CdTe thin film solar cell is sequentially depositing plural layers on glass or other flexible substrates and constituted Photovoltaic device.The CdTe thin film solar cell of general standard is made up of five-layer structure, as shown in Figure 1, wherein the direction of arrow For direction of illumination.
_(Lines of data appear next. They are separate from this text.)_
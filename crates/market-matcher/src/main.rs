//! Market Matching CLI
//!
//! Matches every production origin to its most profitable destination market
//! for the April and/or October marketing periods.
//!
//! Usage:
//!   match-markets match --origins data/swift_corn.geojson \
//!                       --destinations data/swift_markets.geojson \
//!                       --rules config/normalization_rules.json \
//!                       --period both --prefix Swift
//!
//!   match-markets geocode output/Swift_OD_October.csv

use anyhow::{Context, Result};
use clap::{Args, Parser, Subcommand, ValueEnum};
use market_matcher::routing::OfflineRouter;
use market_matcher::{
    geocode, loader, normalize, writer, DestinationPoint, DistanceResolver, Matcher,
    MatcherConfig, OriginPoint, OsrmRouter, PeriodKind, RoadRouter, UtmZone,
};
use std::path::{Path, PathBuf};
use tracing::{info, Level};
use tracing_subscriber::FmtSubscriber;

#[derive(Parser, Debug)]
#[command(
    name = "match-markets",
    about = "Match grain production origins to their most profitable markets"
)]
struct Cli {
    #[command(subcommand)]
    command: Command,

    /// Verbose output
    #[arg(short, long, global = true)]
    verbose: bool,
}

#[derive(Subcommand, Debug)]
enum Command {
    /// Run origin-destination matching and write output tables
    Match(MatchArgs),
    /// Append WGS84 X/Y columns to a written table
    Geocode(GeocodeArgs),
}

#[derive(ValueEnum, Clone, Copy, Debug, PartialEq, Eq)]
enum PeriodArg {
    April,
    October,
    Both,
}

impl PeriodArg {
    fn periods(self) -> Vec<PeriodKind> {
        match self {
            PeriodArg::April => vec![PeriodKind::April],
            PeriodArg::October => vec![PeriodKind::October],
            PeriodArg::Both => PeriodKind::ALL.to_vec(),
        }
    }
}

#[derive(Args, Debug)]
struct ZoneArgs {
    /// UTM zone number of the projected coordinates
    #[arg(long)]
    utm_zone: Option<u8>,

    /// Coordinates are in the southern hemisphere
    #[arg(long)]
    southern: bool,
}

#[derive(Args, Debug)]
struct MatchArgs {
    /// Origin point layer (GeoJSON)
    #[arg(short, long)]
    origins: PathBuf,

    /// Destination point layer (GeoJSON)
    #[arg(short, long)]
    destinations: PathBuf,

    /// Output directory
    #[arg(long, default_value = "output")]
    output_dir: PathBuf,

    /// Marketing period(s) to run
    #[arg(short, long, value_enum, default_value_t = PeriodArg::Both)]
    period: PeriodArg,

    /// Destination normalization rules (JSON)
    #[arg(short, long)]
    rules: Option<PathBuf>,

    /// Config file (JSON); flags override it
    #[arg(short, long)]
    config: Option<PathBuf>,

    /// OSRM base URL
    #[arg(long)]
    osrm_url: Option<String>,

    /// Routing request timeout in seconds
    #[arg(long)]
    timeout_secs: Option<u64>,

    /// Origins evaluated concurrently
    #[arg(long)]
    max_concurrent: Option<usize>,

    #[command(flatten)]
    zone: ZoneArgs,

    /// Straight-line distances only, no routing requests
    #[arg(long)]
    offline: bool,

    /// Output file name prefix
    #[arg(long)]
    prefix: Option<String>,

    /// Also output O-D lines as GeoJSON
    #[arg(long)]
    geojson: bool,
}

#[derive(Args, Debug)]
struct GeocodeArgs {
    /// CSV table written by `match`
    input: PathBuf,

    /// Coordinate pair column (default: origin_xy, else destination_xy)
    #[arg(long)]
    column: Option<String>,

    #[command(flatten)]
    zone: ZoneArgs,
}

fn resolve_config(args: &MatchArgs) -> Result<MatcherConfig> {
    let mut config = match &args.config {
        Some(path) => MatcherConfig::from_file(path)
            .with_context(|| format!("Failed to load config {:?}", path))?,
        None => MatcherConfig::default(),
    };

    if let Some(url) = &args.osrm_url {
        config.osrm_url = url.clone();
    }
    if let Some(secs) = args.timeout_secs {
        config.timeout_secs = secs;
    }
    if let Some(n) = args.max_concurrent {
        config.max_concurrent = n;
    }
    if let Some(number) = args.zone.utm_zone {
        config.utm_zone = UtmZone::new(number, !args.zone.southern)?;
    } else if args.zone.southern {
        config.utm_zone = UtmZone::new(config.utm_zone.number, false)?;
    }
    if args.offline {
        config.offline = true;
    }
    if let Some(prefix) = &args.prefix {
        config.output_prefix = prefix.clone();
    }

    config.validate()?;
    Ok(config)
}

async fn run_periods<R: RoadRouter>(
    router: R,
    args: &MatchArgs,
    config: &MatcherConfig,
    origins: &[OriginPoint],
    destinations: &[DestinationPoint],
) -> Result<()> {
    let matcher = Matcher::new(
        DistanceResolver::new(router, config.utm_zone),
        config.max_concurrent,
    );
    let geojson_zone = args.geojson.then_some(config.utm_zone);

    for period in args.period.periods() {
        info!("\n{}", "-".repeat(60));
        info!("{} period ({:.0}% shipped)", period, period.share() * 100.0);
        info!("{}", "-".repeat(60));

        let outcome = matcher.match_period(origins, destinations, period).await;
        let written = writer::write_period_outputs(
            &args.output_dir,
            &config.output_prefix,
            &outcome,
            geojson_zone,
        )
        .with_context(|| format!("Failed to write {} outputs", period))?;

        let stats = &outcome.stats;
        info!("Origins evaluated:        {}", stats.origins_evaluated);
        info!("Matches written:          {}", stats.records_emitted);
        info!("Origins without profit:   {}", stats.origins_dropped);
        info!("Incomplete candidates:    {}", stats.candidates_skipped);
        info!("Straight-line fallbacks:  {}", stats.straight_line_fallbacks);
        for path in [&written.matches, &written.destinations, &written.metadata, &written.geojson]
            .into_iter()
            .flatten()
        {
            info!("  -> {:?}", path);
        }
    }

    Ok(())
}

async fn run_match(args: MatchArgs) -> Result<()> {
    let config = resolve_config(&args)?;

    info!("{}", "=".repeat(60));
    info!("Grain Market Matcher");
    info!("{}", "=".repeat(60));

    let origins = loader::load_origins(&args.origins)
        .with_context(|| format!("Failed to load origins from {:?}", args.origins))?;
    let mut destinations = loader::load_destinations(&args.destinations)
        .with_context(|| format!("Failed to load destinations from {:?}", args.destinations))?;

    if let Some(path) = &args.rules {
        let rules = normalize::load_rules(path)
            .with_context(|| format!("Failed to load rules from {:?}", path))?;
        normalize::apply_rules(&mut destinations, &rules)?;
    }

    if config.offline {
        info!("Offline mode: straight-line distances only");
        run_periods(OfflineRouter, &args, &config, &origins, &destinations).await?;
    } else {
        info!("Routing via {}", config.osrm_url);
        let router = OsrmRouter::from_config(&config)?;
        run_periods(router, &args, &config, &origins, &destinations).await?;
    }

    info!("\n{}", "=".repeat(60));
    info!("DONE");
    info!("{}", "=".repeat(60));

    Ok(())
}

fn run_geocode(args: GeocodeArgs) -> Result<()> {
    let zone = UtmZone::new(
        args.zone.utm_zone.unwrap_or(UtmZone::default().number),
        !args.zone.southern,
    )?;
    let input: &Path = &args.input;

    match geocode::augment_table(input, args.column.as_deref(), zone)
        .with_context(|| format!("Failed to geocode {:?}", input))?
    {
        Some(output) => info!("Wrote {:?}", output),
        None => info!("Nothing written for {:?}", input),
    }

    Ok(())
}

#[tokio::main]
async fn main() -> Result<()> {
    let cli = Cli::parse();

    // Initialize logging
    let level = if cli.verbose { Level::DEBUG } else { Level::INFO };
    let subscriber = FmtSubscriber::builder().with_max_level(level).finish();
    tracing::subscriber::set_global_default(subscriber)?;

    match cli.command {
        Command::Match(args) => run_match(args).await,
        Command::Geocode(args) => run_geocode(args),
    }
}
(English name is Transparent to the transparent conductive oxide that first layer is deposited in transparent substrates AndConductive Oxide, abbreviation TCO) layer, it is main to play printing opacity and conduction；The second layer is CdS Window layers, the layer For n-type semiconductor；Third layer is CdTe absorbed layers, is p-type semiconductor, this layer and the n-type CdS formation p-n junctions of Window layer, the 4th Layer is back contacts (English name the is back contact) layer deposited on CdTe absorbed layers, and the effect of this layer is reduction CdTe and metal electrode contact berrier, make metal electrode and CdTe formation Ohmic contacts；Finally it is deposited on back contact It is back electrode (English name is back electrode) layer, the layer is metal material layer, is connected with tco layer by external circuit, For electric current to be drawn.CdTe thin film solar cell with said structure operationally, when there is light to wear to penetrate transparent substrates and Tco layer is irradiated to p-n junction, and photon energy is when being more than p-type CdTe energy gaps, the electrons gain energy jump in absorbed layer valence band Conduction band is adjourned, while producing hole in valence band, electron-hole pair, the nonequilibrium carrier of generation can be produced near p-n junction Drifted about because the built in field that n-type semiconductor to p-type semiconductor is formed is acted on to space-charge region two ends so as to produce photoproduction electricity Gesture.When p-n junction and external circuit are turned on, electric current occurs in circuit.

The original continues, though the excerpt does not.